*TASK DESCRIPTION*:
The required output is the full listing below, reproduced word for word.

*DATA FOR THIS EXERCISE*:
-*-
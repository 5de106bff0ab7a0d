use std::io::{Cursor, Read, Write};

use super::{CodecError, CompressionType};
use crate::config::SECTOR_SIZE;

// Encoded payloads carry their exact compressed byte length ahead of the
// stream, since on-disk sizes are rounded up to sectors.
const LEN_PREFIX: usize = 4;

/// Compresses `src` into `dst`, producing a sector-padded stored payload.
///
/// Returns the payload length on success, or `None` when the data is
/// incompressible: the output (including the length prefix and sector
/// padding) would not fit `dst` or would not be smaller than the input.
/// The caller then stores the data uncompressed.
pub fn compress(
    src: &[u8],
    dst: &mut [u8],
    kind: CompressionType,
) -> Result<Option<usize>, CodecError> {
    if kind == CompressionType::None || dst.len() <= LEN_PREFIX {
        return Ok(None);
    }

    let stream_len = match kind {
        CompressionType::None => unreachable!(),
        CompressionType::Lz4 => match lz4_flex::block::compress_into(src, &mut dst[LEN_PREFIX..]) {
            Ok(n) => n,
            Err(_) => return Ok(None),
        },
        CompressionType::Gzip => {
            let cursor = Cursor::new(&mut dst[LEN_PREFIX..]);
            let mut encoder = flate2::write::GzEncoder::new(cursor, flate2::Compression::default());
            if encoder.write_all(src).is_err() {
                return Ok(None);
            }
            match encoder.finish() {
                Ok(cursor) => cursor.position() as usize,
                Err(_) => return Ok(None),
            }
        }
        CompressionType::Zstd => {
            match zstd::bulk::compress_to_buffer(src, &mut dst[LEN_PREFIX..], 0) {
                Ok(n) => n,
                Err(_) => return Ok(None),
            }
        }
    };

    let padded = sector_round_up(LEN_PREFIX + stream_len);
    if padded >= src.len() || padded > dst.len() {
        return Ok(None);
    }

    dst[..LEN_PREFIX]
        .copy_from_slice(&u32::try_from(stream_len).expect("bounded by dst").to_le_bytes());
    dst[LEN_PREFIX + stream_len..padded].fill(0);
    Ok(Some(padded))
}

/// Decompresses a stored payload into `dst`.
///
/// `dst.len()` must equal the uncompressed size recorded in the extent's
/// CRC descriptor; anything else is a descriptor/payload mismatch and is
/// reported as a decompression failure.
pub fn decompress(dst: &mut [u8], src: &[u8], kind: CompressionType) -> Result<(), CodecError> {
    let mismatch = |reason: String| CodecError::Decompress { kind, reason };

    if src.len() < LEN_PREFIX {
        return Err(mismatch("payload shorter than length prefix".to_string()));
    }
    let len = u32::from_le_bytes(src[..LEN_PREFIX].try_into().expect("4-byte prefix")) as usize;
    let stream = src
        .get(LEN_PREFIX..LEN_PREFIX + len)
        .ok_or_else(|| mismatch(format!("length prefix {} exceeds payload", len)))?;

    match kind {
        CompressionType::None => {
            return Err(mismatch("payload is not compressed".to_string()));
        }
        CompressionType::Lz4 => {
            let n = lz4_flex::block::decompress_into(stream, dst)
                .map_err(|e| mismatch(e.to_string()))?;
            if n != dst.len() {
                return Err(mismatch(format!(
                    "expected {} uncompressed bytes, got {}",
                    dst.len(),
                    n
                )));
            }
        }
        CompressionType::Gzip => {
            let mut decoder = flate2::read::GzDecoder::new(stream);
            decoder
                .read_exact(dst)
                .map_err(|e| mismatch(e.to_string()))?;
        }
        CompressionType::Zstd => {
            let out = zstd::bulk::decompress(stream, dst.len())
                .map_err(|e| mismatch(e.to_string()))?;
            if out.len() != dst.len() {
                return Err(mismatch(format!(
                    "expected {} uncompressed bytes, got {}",
                    dst.len(),
                    out.len()
                )));
            }
            dst.copy_from_slice(&out);
        }
    }

    Ok(())
}

/// Decompresses a stored payload in place, replacing `buf`'s contents with
/// the plaintext.
pub fn decompress_inplace(
    buf: &mut Vec<u8>,
    uncompressed_len: usize,
    kind: CompressionType,
) -> Result<(), CodecError> {
    let mut dst = vec![0u8; uncompressed_len];
    decompress(&mut dst, buf, kind)?;
    *buf = dst;
    Ok(())
}

fn sector_round_up(bytes: usize) -> usize {
    bytes.div_ceil(SECTOR_SIZE) * SECTOR_SIZE
}

#[cfg(test)]
mod tests {
    use super::*;

    fn compressible_payload(len: usize) -> Vec<u8> {
        // Repetitive enough for every codec to win.
        (0..len).map(|i| (i / 64) as u8).collect()
    }

    #[test]
    fn round_trips_every_kind() {
        for kind in [
            CompressionType::Lz4,
            CompressionType::Gzip,
            CompressionType::Zstd,
        ] {
            let src = compressible_payload(8192);
            let mut encoded = vec![0u8; src.len()];
            let len = compress(&src, &mut encoded, kind)
                .unwrap()
                .unwrap_or_else(|| panic!("{:?} should compress repetitive data", kind));
            assert_eq!(len % SECTOR_SIZE, 0);
            assert!(len < src.len());

            let mut dst = vec![0u8; src.len()];
            decompress(&mut dst, &encoded[..len], kind).expect("decompress");
            assert_eq!(dst, src);
        }
    }

    #[test]
    fn incompressible_data_falls_back() {
        let src: Vec<u8> = (0..4096u32)
            .map(|i| (i.wrapping_mul(2654435761) >> 13) as u8)
            .collect();
        let mut dst = vec![0u8; src.len()];
        let result = compress(&src, &mut dst, CompressionType::Lz4).unwrap();
        assert!(result.is_none(), "pseudo-random bytes should not shrink");
    }

    #[test]
    fn tiny_destination_falls_back() {
        // Four bits of entropy per byte compresses, but nowhere near into
        // a single sector.
        let src: Vec<u8> = (0..8192u32)
            .map(|i| ((i.wrapping_mul(2654435761) >> 13) & 0x0f) as u8)
            .collect();
        let mut dst = vec![0u8; SECTOR_SIZE];
        let result = compress(&src, &mut dst, CompressionType::Lz4).unwrap();
        assert!(result.is_none());
    }

    #[test]
    fn zeroes_compress_to_under_two_sectors() {
        let src = vec![0u8; 8192];
        let mut dst = vec![0u8; src.len()];
        let len = compress(&src, &mut dst, CompressionType::Lz4)
            .unwrap()
            .expect("zeroes compress");
        assert!(len <= 2 * SECTOR_SIZE);
    }

    #[test]
    fn truncated_payload_is_an_error() {
        let src = compressible_payload(4096);
        let mut encoded = vec![0u8; src.len()];
        compress(&src, &mut encoded, CompressionType::Gzip)
            .unwrap()
            .expect("compresses");
        let mut dst = vec![0u8; src.len()];
        let err = decompress(&mut dst, &encoded[..LEN_PREFIX], CompressionType::Gzip).unwrap_err();
        assert!(matches!(err, CodecError::Decompress { .. }));
    }

    #[test]
    fn inplace_matches_copying() {
        let src = compressible_payload(4096);
        let mut encoded = vec![0u8; src.len()];
        let len = compress(&src, &mut encoded, CompressionType::Zstd)
            .unwrap()
            .expect("compresses");
        encoded.truncate(len);
        let mut buf = encoded;
        decompress_inplace(&mut buf, src.len(), CompressionType::Zstd).expect("inplace");
        assert_eq!(buf, src);
    }
}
-*-
*YOUR RESPONSE*:
repository 5de106bff0ab7a0d
use std::io::{Cursor, Read, Write};

use super::{CodecError, CompressionType};
use crate::config::SECTOR_SIZE;

// Encoded payloads carry their exact compressed byte length ahead of the
// stream, since on-disk sizes are rounded up to sectors.
const LEN_PREFIX: usize = 4;

/// Compresses `src` into `dst`, producing a sector-padded stored payload.
///
/// Returns the payload length on success, or `None` when the data is
/// incompressible: the output (including the length prefix and sector
/// padding) would not fit `dst` or would not be smaller than the input.
/// The caller then stores the data uncompressed.
pub fn compress(
    src: &[u8],
    dst: &mut [u8],
    kind: CompressionType,
) -> Result<Option<usize>, CodecError> {
    if kind == CompressionType::None || dst.len() <= LEN_PREFIX {
        return Ok(None);
    }

    let stream_len = match kind {
        CompressionType::None => unreachable!(),
        CompressionType::Lz4 => match lz4_flex::block::compress_into(src, &mut dst[LEN_PREFIX..]) {
            Ok(n) => n,
            Err(_) => return Ok(None),
        },
        CompressionType::Gzip => {
            let cursor = Cursor::new(&mut dst[LEN_PREFIX..]);
            let mut encoder = flate2::write::GzEncoder::new(cursor, flate2::Compression::default());
            if encoder.write_all(src).is_err() {
                return Ok(None);
            }
            match encoder.finish() {
                Ok(cursor) => cursor.position() as usize,
                Err(_) => return Ok(None),
            }
        }
        CompressionType::Zstd => {
            match zstd::bulk::compress_to_buffer(src, &mut dst[LEN_PREFIX..], 0) {
                Ok(n) => n,
                Err(_) => return Ok(None),
            }
        }
    };

    let padded = sector_round_up(LEN_PREFIX + stream_len);
    if padded >= src.len() || padded > dst.len() {
        return Ok(None);
    }

    dst[..LEN_PREFIX]
        .copy_from_slice(&u32::try_from(stream_len).expect("bounded by dst").to_le_bytes());
    dst[LEN_PREFIX + stream_len..padded].fill(0);
    Ok(Some(padded))
}

/// Decompresses a stored payload into `dst`.
///
/// `dst.len()` must equal the uncompressed size recorded in the extent's
/// CRC descriptor; anything else is a descriptor/payload mismatch and is
/// reported as a decompression failure.
pub fn decompress(dst: &mut [u8], src: &[u8], kind: CompressionType) -> Result<(), CodecError> {
    let mismatch = |reason: String| CodecError::Decompress { kind, reason };

    if src.len() < LEN_PREFIX {
        return Err(mismatch("payload shorter than length prefix".to_string()));
    }
    let len = u32::from_le_bytes(src[..LEN_PREFIX].try_into().expect("4-byte prefix")) as usize;
    let stream = src
        .get(LEN_PREFIX..LEN_PREFIX + len)
        .ok_or_else(|| mismatch(format!("length prefix {} exceeds payload", len)))?;

    match kind {
        CompressionType::None => {
            return Err(mismatch("payload is not compressed".to_string()));
        }
        CompressionType::Lz4 => {
            let n = lz4_flex::block::decompress_into(stream, dst)
                .map_err(|e| mismatch(e.to_string()))?;
            if n != dst.len() {
                return Err(mismatch(format!(
                    "expected {} uncompressed bytes, got {}",
                    dst.len(),
                    n
                )));
            }
        }
        CompressionType::Gzip => {
            let mut decoder = flate2::read::GzDecoder::new(stream);
            decoder
                .read_exact(dst)
                .map_err(|e| mismatch(e.to_string()))?;
        }
        CompressionType::Zstd => {
            let out = zstd::bulk::decompress(stream, dst.len())
                .map_err(|e| mismatch(e.to_string()))?;
            if out.len() != dst.len() {
                return Err(mismatch(format!(
                    "expected {} uncompressed bytes, got {}",
                    dst.len(),
                    out.len()
                )));
            }
            dst.copy_from_slice(&out);
        }
    }

    Ok(())
}

/// Decompresses a stored payload in place, replacing `buf`'s contents with
/// the plaintext.
pub fn decompress_inplace(
    buf: &mut Vec<u8>,
    uncompressed_len: usize,
    kind: CompressionType,
) -> Result<(), CodecError> {
    let mut dst = vec![0u8; uncompressed_len];
    decompress(&mut dst, buf, kind)?;
    *buf = dst;
    Ok(())
}

fn sector_round_up(bytes: usize) -> usize {
    bytes.div_ceil(SECTOR_SIZE) * SECTOR_SIZE
}

#[cfg(test)]
mod tests {
    use super::*;

    fn compressible_payload(len: usize) -> Vec<u8> {
        // Repetitive enough for every codec to win.
        (0..len).map(|i| (i / 64) as u8).collect()
    }

    #[test]
    fn round_trips_every_kind() {
        for kind in [
            CompressionType::Lz4,
            CompressionType::Gzip,
            CompressionType::Zstd,
        ] {
            let src = compressible_payload(8192);
            let mut encoded = vec![0u8; src.len()];
            let len = compress(&src, &mut encoded, kind)
                .unwrap()
                .unwrap_or_else(|| panic!("{:?} should compress repetitive data", kind));
            assert_eq!(len % SECTOR_SIZE, 0);
            assert!(len < src.len());

            let mut dst = vec![0u8; src.len()];
            decompress(&mut dst, &encoded[..len], kind).expect("decompress");
            assert_eq!(dst, src);
        }
    }

    #[test]
    fn incompressible_data_falls_back() {
        let src: Vec<u8> = (0..4096u32)
            .map(|i| (i.wrapping_mul(2654435761) >> 13) as u8)
            .collect();
        let mut dst = vec![0u8; src.len()];
        let result = compress(&src, &mut dst, CompressionType::Lz4).unwrap();
        assert!(result.is_none(), "pseudo-random bytes should not shrink");
    }

    #[test]
    fn tiny_destination_falls_back() {
        // Four bits of entropy per byte compresses, but nowhere near into
        // a single sector.
        let src: Vec<u8> = (0..8192u32)
            .map(|i| ((i.wrapping_mul(2654435761) >> 13) & 0x0f) as u8)
            .collect();
        let mut dst = vec![0u8; SECTOR_SIZE];
        let result = compress(&src, &mut dst, CompressionType::Lz4).unwrap();
        assert!(result.is_none());
    }

    #[test]
    fn zeroes_compress_to_under_two_sectors() {
        let src = vec![0u8; 8192];
        let mut dst = vec![0u8; src.len()];
        let len = compress(&src, &mut dst, CompressionType::Lz4)
            .unwrap()
            .expect("zeroes compress");
        assert!(len <= 2 * SECTOR_SIZE);
    }

    #[test]
    fn truncated_payload_is_an_error() {
        let src = compressible_payload(4096);
        let mut encoded = vec![0u8; src.len()];
        compress(&src, &mut encoded, CompressionType::Gzip)
            .unwrap()
            .expect("compresses");
        let mut dst = vec![0u8; src.len()];
        let err = decompress(&mut dst, &encoded[..LEN_PREFIX], CompressionType::Gzip).unwrap_err();
        assert!(matches!(err, CodecError::Decompress { .. }));
    }

    #[test]
    fn inplace_matches_copying() {
        let src = compressible_payload(4096);
        let mut encoded = vec![0u8; src.len()];
        let len = compress(&src, &mut encoded, CompressionType::Zstd)
            .unwrap()
            .expect("compresses");
        encoded.truncate(len);
        let mut buf = encoded;
        decompress_inplace(&mut buf, src.len(), CompressionType::Zstd).expect("inplace");
        assert_eq!(buf, src);
    }
}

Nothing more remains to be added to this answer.